SEATTLE - In a downtown Bellevue, Wash., high-rise last week, the doors opened to a new health care joint venture formed by two of the world's largest companies: Microsoft and General Electric.

Caradigm, as the 50-50 joint venture is called, is aimed at bringing together Microsoft's strengths in developing large-scale data platforms with GE Healthcare's expertise in building health care applications.

The idea is to create a system that will allow health care organizations to better track individual patients, as well as to take advantage of the ability to bring together, and make sense of, large amounts of data from disparate sources.

The overall goal is to deliver better care at lower costs. "The premise is we'll be better together than separate," Caradigm CEO Michael Simpson said last week of the two companies coming together. He also said a smaller joint-venture company would be able to act more nimbly than two giant companies.
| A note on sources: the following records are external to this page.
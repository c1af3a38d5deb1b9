//! Typed domain error enums.
//!
//! This module has zero imports from `crate::infra`, `crate::commands`,
//! `crate::application`, `std::fs`, `std::process`, or `std::net`.
//! All error types implement `thiserror::Error` and convert to `anyhow::Error`
//! via the `?` operator.

use std::path::PathBuf;

use thiserror::Error;

// ── Config errors ─────────────────────────────────────────────────────────────

/// Errors raised while loading the project descriptor and workspace settings.
#[derive(Debug, Clone, Error, PartialEq, Eq)]
pub enum ConfigError {
    #[error("No pyproject.toml found in {} or any parent directory.", start.display())]
    NotFound { start: PathBuf },

    #[error("Invalid configuration in {}: {message}", path.display())]
    Invalid { path: PathBuf, message: String },

    #[error("Unknown cloud provider '{provider}'. Valid providers: {valid}")]
    UnknownProvider { provider: String, valid: String },

    #[error("No workspace group found for cloud provider '{provider}'. Available providers: {available}")]
    NoWorkspaceGroup { provider: String, available: String },
}

impl ConfigError {
    /// Shorthand for an `Invalid` error against a given file.
    #[must_use]
    pub fn invalid(path: impl Into<PathBuf>, message: impl Into<String>) -> Self {
        Self::Invalid {
            path: path.into(),
            message: message.into(),
        }
    }
}

// ── Remote errors ─────────────────────────────────────────────────────────────

/// Errors related to version-control remote metadata.
#[derive(Debug, Clone, Error, PartialEq, Eq)]
pub enum RemoteError {
    #[error("Unsupported remote URL format: {0}")]
    UnsupportedFormat(String),
}

// ── Compose errors ────────────────────────────────────────────────────────────

/// Errors related to reading a user compose document.
#[derive(Debug, Clone, Error, PartialEq, Eq)]
pub enum ComposeError {
    #[error("Invalid compose syntax in {}: {message}", path.display())]
    InvalidSyntax { path: PathBuf, message: String },
}

// ── Runtime errors ────────────────────────────────────────────────────────────

/// Errors raised by the container runtime.
#[derive(Debug, Clone, Error, PartialEq, Eq)]
pub enum RuntimeError {
    #[error("docker compose {subcommand} failed ({status})")]
    ComposeFailed { subcommand: String, status: String },
}

// ── Publish errors ────────────────────────────────────────────────────────────

/// Errors raised while creating a launchable.
#[derive(Debug, Clone, Error, PartialEq, Eq)]
pub enum PublishError {
    #[error("Brev credentials not found at {}. Run `brev login` first.", path.display())]
    MissingCredentials { path: PathBuf },

    #[error("Launchable creation failed: {0}")]
    Rejected(String),
}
Caradigm employs 600 in offices in Bellevue; Salt Lake City; Andover, Mass.; Chevy Chase, Md.; and other cities. The company is expected to employ about 750 people eventually.

The niche Caradigm aims to fill is related to the greater amounts of available electronic medical data and the drive toward interoperability -- the ability for different health care systems and information from those systems to work with and relate to each other.

Those trends are happening worldwide, Simpson contends, and in the United States are being spurred in large part by the U.S. government. The HITECH Act of 2009, for instance, offers incentives for hospitals and physicians to use electronic health records.

But just digitizing the information led to the creation of different "silos" of data -- with medical records being separate from analytical tools, for instance, or one company's offerings being unable to work with another company's.

Caradigm aims to create a layer that brings all that data together, allowing for easier data sharing and permitting clinicians to aggregate data so they can learn from it and use it strategically.

"Caradigm creates the big umbrella to bring all those silos together," Simpson said.

Microsoft and GE Healthcare each brought their own technologies to the joint venture.

Microsoft brought Amalga, a platform that allows health care organizations to pull data from the hundreds of systems a typical hospital uses and amalgamate them into a common database.

It also brought Vergence, which allows caregivers to log in to different systems in the context of a single patient; and expreSSO, a smaller version of Vergence.

GE Healthcare brought eHealth, a health-information exchange that connects multiple systems across a community; and Qualibria, which allows caretakers to obtain and share best practices and build them into an organization's work flow.

Caradigm is combining Amalga, eHealth and Qualibria into one platform, standardized on the Amalga platform, said Neal Singh, Caradigm chief technology officer.